Sadie is a gifted, determined, Jewish mathlete making her way in a man’s world where the gamers dominating the field often embody as much toxic masculinity as the characters in their games. Sadie’s grandmother is a holocaust survivor. Sam and Marx are both half Asian. In addition to being mixed race and estranged from his biological father, Sam has a chronically ailing foot that leaves him crippled and eventually amputated. Otherness and trauma are thematic threads that bind this gaming trio.
The book is also a love letter to artists – the title itself a Shakespeare reference alluding to the artistic elements necessary to create any truly great work of art including a meaningful video game.

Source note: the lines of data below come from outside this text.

//! Oracle expression-to-SQL rewriting.
//!
//! [`OracleHooks`] overrides the core generator exactly where Oracle's
//! SQL differs; everything else falls through to the default emission.
//! The overrides are shared by both compatibility levels — the legacy
//! level additionally routes whole selects through the `rownum` pager.

use quarry_sql_core::ast::{
    BinaryOp, Expr, FunctionCall, JoinClause, Literal, OrderBy, OrderDirection, SelectColumn,
    SelectStatement, SqlType,
};
use quarry_sql_core::error::Result;
use quarry_sql_core::generator::{DialectHooks, Emitted, Generation};

use crate::options::OracleCompatibility;
use crate::rownum;

/// Function names Oracle resolves as built-ins.
///
/// Any other unqualified function name is delimited as an identifier
/// so it cannot collide with a reserved word. Sorted for binary
/// search; plan function names are upper-cased by the compiler.
const BUILTIN_FUNCTIONS: &[&str] = &[
    "ABS",
    "ADD_MONTHS",
    "AVG",
    "BITAND",
    "CEIL",
    "COALESCE",
    "COUNT",
    "EXTRACT",
    "FLOOR",
    "GREATEST",
    "INSTR",
    "LAST_DAY",
    "LEAST",
    "LENGTH",
    "LOWER",
    "LPAD",
    "LTRIM",
    "MAX",
    "MIN",
    "MOD",
    "MONTHS_BETWEEN",
    "NVL",
    "NVL2",
    "POWER",
    "REPLACE",
    "ROUND",
    "RPAD",
    "RTRIM",
    "SQRT",
    "SUBSTR",
    "SUM",
    "SYSDATE",
    "SYSTIMESTAMP",
    "TO_CHAR",
    "TO_DATE",
    "TO_NUMBER",
    "TO_TIMESTAMP",
    "TRIM",
    "TRUNC",
    "UPPER",
];

fn is_builtin(name: &str) -> bool {
    BUILTIN_FUNCTIONS.binary_search(&name).is_ok()
}

/// Returns the orderings that survive emission: Oracle rejects
/// ordering by a bare constant, and ordering by a bound parameter is
/// a no-op, so both are dropped.
pub(crate) fn effective_orderings(orderings: &[OrderBy]) -> Vec<&OrderBy> {
    orderings
        .iter()
        .filter(|o| !o.expr.is_constant_or_parameter())
        .collect()
}

fn is_empty_string_literal(expr: &Expr) -> bool {
    matches!(expr, Expr::Literal(Literal::String(s)) if s.is_empty())
}

fn is_null_coalescing(call: &FunctionCall) -> bool {
    matches!(call.name.as_str(), "NVL" | "COALESCE")
}

/// The Oracle dialect hook set.
#[derive(Debug, Clone, Copy)]
pub struct OracleHooks {
    compatibility: OracleCompatibility,
}

impl OracleHooks {
    /// Creates hooks for the given compatibility level.
    #[must_use]
    pub const fn new(compatibility: OracleCompatibility) -> Self {
        Self { compatibility }
    }
}

impl DialectHooks for OracleHooks {
    fn select(&self, stmt: &SelectStatement, g: &mut Generation<'_>) -> Result<Emitted> {
        match self.compatibility {
            OracleCompatibility::Legacy => rownum::page_select(stmt, g),
            OracleCompatibility::Modern => Ok(Emitted::Fallback),
        }
    }

    fn projection(&self, column: &SelectColumn, g: &mut Generation<'_>) -> Result<Emitted> {
        // Oracle has no boolean column type; a null-coalesced boolean
        // projection is ambiguous without an explicit cast.
        let coerce = matches!(
            &column.expr,
            Expr::Function(call) if is_null_coalescing(call) && call.return_type == SqlType::Boolean
        );
        if !coerce {
            return Ok(Emitted::Fallback);
        }
        g.write("CAST(");
        g.emit_expr(&column.expr)?;
        g.write(" AS NUMBER(1))");
        if let Some(alias) = &column.alias {
            g.write(" AS ");
            g.write_identifier(alias);
        }
        Ok(Emitted::Handled)
    }

    fn binary(
        &self,
        op: BinaryOp,
        left: &Expr,
        right: &Expr,
        g: &mut Generation<'_>,
    ) -> Result<Emitted> {
        match op {
            // No infix bitwise operators before 21c.
            BinaryOp::BitAnd => {
                g.write("BITAND(");
                g.emit_expr(left)?;
                g.write(", ");
                g.emit_expr(right)?;
                g.write(")");
                Ok(Emitted::Handled)
            }
            BinaryOp::BitOr => {
                // Inclusion-exclusion over BITAND.
                g.emit_expr(left)?;
                g.write(" - BITAND(");
                g.emit_expr(left)?;
                g.write(", ");
                g.emit_expr(right)?;
                g.write(") + ");
                g.emit_expr(right)?;
                Ok(Emitted::Handled)
            }
            BinaryOp::Mod => {
                g.write("MOD(");
                g.emit_expr(left)?;
                g.write(", ");
                g.emit_expr(right)?;
                g.write(")");
                Ok(Emitted::Handled)
            }
            // Oracle stores '' as NULL, so comparing against the
            // empty string must become a NULL test.
            BinaryOp::Eq | BinaryOp::NotEq => {
                let subject = if is_empty_string_literal(right) {
                    left
                } else if is_empty_string_literal(left) {
                    right
                } else {
                    return Ok(Emitted::Fallback);
                };
                g.emit_expr(subject)?;
                g.write(if op == BinaryOp::Eq {
                    " IS NULL"
                } else {
                    " IS NOT NULL"
                });
                Ok(Emitted::Handled)
            }
            _ => Ok(Emitted::Fallback),
        }
    }

    fn function(&self, call: &FunctionCall, g: &mut Generation<'_>) -> Result<Emitted> {
        match call.name.as_str() {
            // Searching for an empty pattern: '' is NULL here, and
            // INSTR(x, NULL) is NULL rather than the expected match at
            // position 1. Collapse the call to its known result.
            "INSTR" => {
                if let Some(Expr::Parameter { name, .. }) = call.args.get(1) {
                    if g.parameter_values().is_empty_string(name) {
                        g.write("1");
                        return Ok(Emitted::Handled);
                    }
                }
                Ok(Emitted::Fallback)
            }
            "EXTRACT" if call.args.len() == 2 => {
                g.write("EXTRACT(");
                g.emit_expr(&call.args[0])?;
                g.write(" FROM ");
                g.emit_expr(&call.args[1])?;
                g.write(")");
                Ok(Emitted::Handled)
            }
            // NUMBER has unbounded precision; pin the aggregate back
            // to the store decimal so scale survives materialization.
            "AVG" | "SUM"
                if call
                    .args
                    .first()
                    .is_some_and(|a| a.sql_type() == SqlType::Decimal) =>
            {
                g.write("CAST(");
                g.emit_function_default(call)?;
                g.write(" AS NUMBER(29,4))");
                Ok(Emitted::Handled)
            }
            // ADD_MONTHS returns DATE even for timestamp input.
            "ADD_MONTHS" => {
                g.write("CAST(");
                g.emit_function_default(call)?;
                g.write(" AS TIMESTAMP)");
                Ok(Emitted::Handled)
            }
            name if call.schema.is_none() && !is_builtin(name) => {
                g.write_identifier(name);
                g.write("(");
                if call.distinct {
                    g.write("DISTINCT ");
                }
                for (i, arg) in call.args.iter().enumerate() {
                    if i > 0 {
                        g.write(", ");
                    }
                    g.emit_expr(arg)?;
                }
                g.write(")");
                Ok(Emitted::Handled)
            }
            _ => Ok(Emitted::Fallback),
        }
    }

    fn order_by(&self, orderings: &[OrderBy], g: &mut Generation<'_>) -> Result<Emitted> {
        let effective = effective_orderings(orderings);
        if effective.is_empty() {
            // Nothing real to order by: suppress the clause entirely.
            return Ok(Emitted::Handled);
        }
        g.newline();
        g.write("ORDER BY ");
        for (i, entry) in effective.iter().enumerate() {
            if i > 0 {
                g.write(", ");
            }
            g.emit_expr(&entry.expr)?;
            match entry.direction {
                OrderDirection::Desc => g.write(" DESC"),
                // Ascending null ordering differs from the framework
                // default; make it deterministic.
                OrderDirection::Asc => g.write(" NULLS FIRST"),
            }
        }
        Ok(Emitted::Handled)
    }

    fn limit_offset(
        &self,
        limit: Option<&Expr>,
        offset: Option<&Expr>,
        g: &mut Generation<'_>,
    ) -> Result<Emitted> {
        match (limit, offset) {
            (Some(limit), None) => {
                g.newline();
                g.write("FETCH FIRST ");
                g.emit_expr(limit)?;
                g.write(" ROWS ONLY");
            }
            _ => g.emit_offset_fetch(limit, offset)?,
        }
        Ok(Emitted::Handled)
    }

    fn empty_from(&self, g: &mut Generation<'_>) -> Result<Emitted> {
        let Some(dummy) = g.dialect().dummy_table() else {
            return Ok(Emitted::Fallback);
        };
        g.newline();
        g.write("FROM ");
        g.write(dummy);
        Ok(Emitted::Handled)
    }

    fn raw_derived_table(&self, sql: &str, alias: &str, g: &mut Generation<'_>) -> Result<Emitted> {
        // Every inlined subquery needs a real alias here, including
        // ones carried as raw SQL text.
        g.write("(");
        g.newline();
        g.indented(|g| {
            for line in sql.lines() {
                g.write(line);
                g.newline();
            }
            Ok(())
        })?;
        g.write(") ");
        g.write_identifier(alias);
        Ok(Emitted::Handled)
    }

    fn lateral_join(&self, join: &JoinClause, g: &mut Generation<'_>) -> Result<Emitted> {
        g.write("CROSS APPLY ");
        g.emit_table_ref(&join.table)?;
        Ok(Emitted::Handled)
    }
}
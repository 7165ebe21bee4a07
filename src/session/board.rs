//! The live token layout for one tier's puzzle.

use serde::{Deserialize, Serialize};

use crate::core::{Location, Zone};
use crate::eval::evaluate;
use crate::progress::SavedRecord;
use crate::puzzle::{empty_substitutions, substitute, Puzzle, UNKNOWN};

/// Where a board stands after its latest relocation.
#[derive(Clone, Copy, Debug, PartialEq, Eq, Serialize, Deserialize)]
pub enum Status {
    /// At least one slot is still empty.
    Solving,
    /// Every slot filled and both sides evaluate equal.
    Passed,
    /// Every slot filled but the sides differ. Not terminal: emptying a
    /// slot returns to `Solving`.
    Failed,
}

/// One tier's in-play state: the puzzle plus the current token layout.
///
/// `left_subs[i]`/`right_subs[i]` hold the token in that side's i-th slot,
/// or [`UNKNOWN`] for an empty slot; `reserves` is the tray. Across the
/// three pools the token multiset never changes for the life of the board.
#[derive(Clone, Debug, PartialEq, Eq, Serialize, Deserialize)]
pub struct Board {
    pub puzzle: Puzzle,
    pub left_subs: String,
    pub right_subs: String,
    pub reserves: String,
    pub status: Status,
    /// Epoch millis when this board was first created.
    pub start_time: i64,
    /// Display string captured when the board passed, empty until then.
    pub time_to_solve: String,
}

impl Board {
    /// A board with every slot empty and the puzzle's generated tray.
    #[must_use]
    pub fn fresh(puzzle: Puzzle, now_millis: i64) -> Self {
        let left_subs = empty_substitutions(&puzzle.lhs);
        let right_subs = empty_substitutions(&puzzle.rhs);
        let reserves = puzzle.reserves.clone();
        Self {
            puzzle,
            left_subs,
            right_subs,
            reserves,
            status: Status::Solving,
            start_time: now_millis,
            time_to_solve: String::new(),
        }
    }

    /// A board adopting a validated record's layout and timing.
    ///
    /// Status comes from the record: solved means passed; otherwise a fully
    /// filled layout is failed and anything else is still solving.
    #[must_use]
    pub fn resume(puzzle: Puzzle, record: &SavedRecord) -> Self {
        let status = if record.solved {
            Status::Passed
        } else if !record.lhs.contains(UNKNOWN) && !record.rhs.contains(UNKNOWN) {
            Status::Failed
        } else {
            Status::Solving
        };
        Self {
            puzzle,
            left_subs: record.lhs.clone(),
            right_subs: record.rhs.clone(),
            reserves: record.reserves.clone(),
            status,
            start_time: record.start_time,
            time_to_solve: record.time_to_solve.clone(),
        }
    }

    /// The persisted form of this board.
    #[must_use]
    pub fn to_record(&self, id: i32) -> SavedRecord {
        SavedRecord {
            id,
            solved: self.status == Status::Passed,
            time_to_solve: self.time_to_solve.clone(),
            start_time: self.start_time,
            lhs: self.left_subs.clone(),
            rhs: self.right_subs.clone(),
            reserves: self.reserves.clone(),
        }
    }

    /// Recompute status from the full layout. Never patched incrementally.
    #[must_use]
    pub fn derive_status(&self) -> Status {
        if self.left_subs.contains(UNKNOWN) || self.right_subs.contains(UNKNOWN) {
            return Status::Solving;
        }
        let lhs = evaluate(&substitute(&self.puzzle.lhs, &self.left_subs));
        let rhs = evaluate(&substitute(&self.puzzle.rhs, &self.right_subs));
        if lhs == rhs {
            Status::Passed
        } else {
            Status::Failed
        }
    }

    /// Move one token from `source` to `dest`.
    ///
    /// Slot extraction empties the slot; slot insertion evicts any occupant
    /// into the tray (unsorted append). Returns false, changing nothing
    /// observable, when the source slot is already empty — relocating the
    /// marker itself would break token conservation.
    ///
    /// # Panics
    ///
    /// Panics if an index is out of range for its zone; callers address
    /// real positions of the current layout.
    pub(crate) fn relocate(&mut self, source: Location, dest: Location) -> bool {
        let token = match source.zone {
            Zone::Left => set_char(&mut self.left_subs, source.index, UNKNOWN),
            Zone::Right => set_char(&mut self.right_subs, source.index, UNKNOWN),
            Zone::Reserve => self.reserves.remove(source.index),
        };
        if token == UNKNOWN {
            return false;
        }

        match dest.zone {
            Zone::Left => {
                let evicted = set_char(&mut self.left_subs, dest.index, token);
                if evicted != UNKNOWN {
                    self.reserves.push(evicted);
                }
            }
            Zone::Right => {
                let evicted = set_char(&mut self.right_subs, dest.index, token);
                if evicted != UNKNOWN {
                    self.reserves.push(evicted);
                }
            }
            Zone::Reserve => self.reserves.push(token),
        }
        true
    }
}

/// Replace the character at `index`, returning the old one. Tokens are
/// single-byte ASCII, so byte positions stay on char boundaries.
fn set_char(slots: &mut String, index: usize, ch: char) -> char {
    let old = char::from(slots.as_bytes()[index]);
    slots.replace_range(index..=index, ch.encode_utf8(&mut [0; 4]));
    old
}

What makes this love story most unusual (and somewhat heartbreaking) is its focus on what it means to be professionally in love as souldmate collaborators who do not consummate a romance, but rather engage in a relationship that lives and breathes in the creative realm rather than the romantic. What does it mean to make magnificent wholly original creative work as an authentic team. What is it like to love, live and breathe the work – without consummating a romantic path? Sadie and Sam meet and befriend one another while playing video games as children in a hospital game room. And Sadie’s somewhat OCD betrayal of Sam leads to a multi-year estrangement that is interrupted when they run into one another as college students in Boston. Gaming once again brings them together. Their collaboration lasts decades and includes all sorts of slights and pain points and highs and lows that mimic the arc of a married life.

The therapist in me can’t help but root for the romance, but the book’s captivating appeal challenges conventional psychological thinking about love, marriage, careers and relationships. Gabrielle Zevin successfully tells a flourishing, memorable love story that is a true original.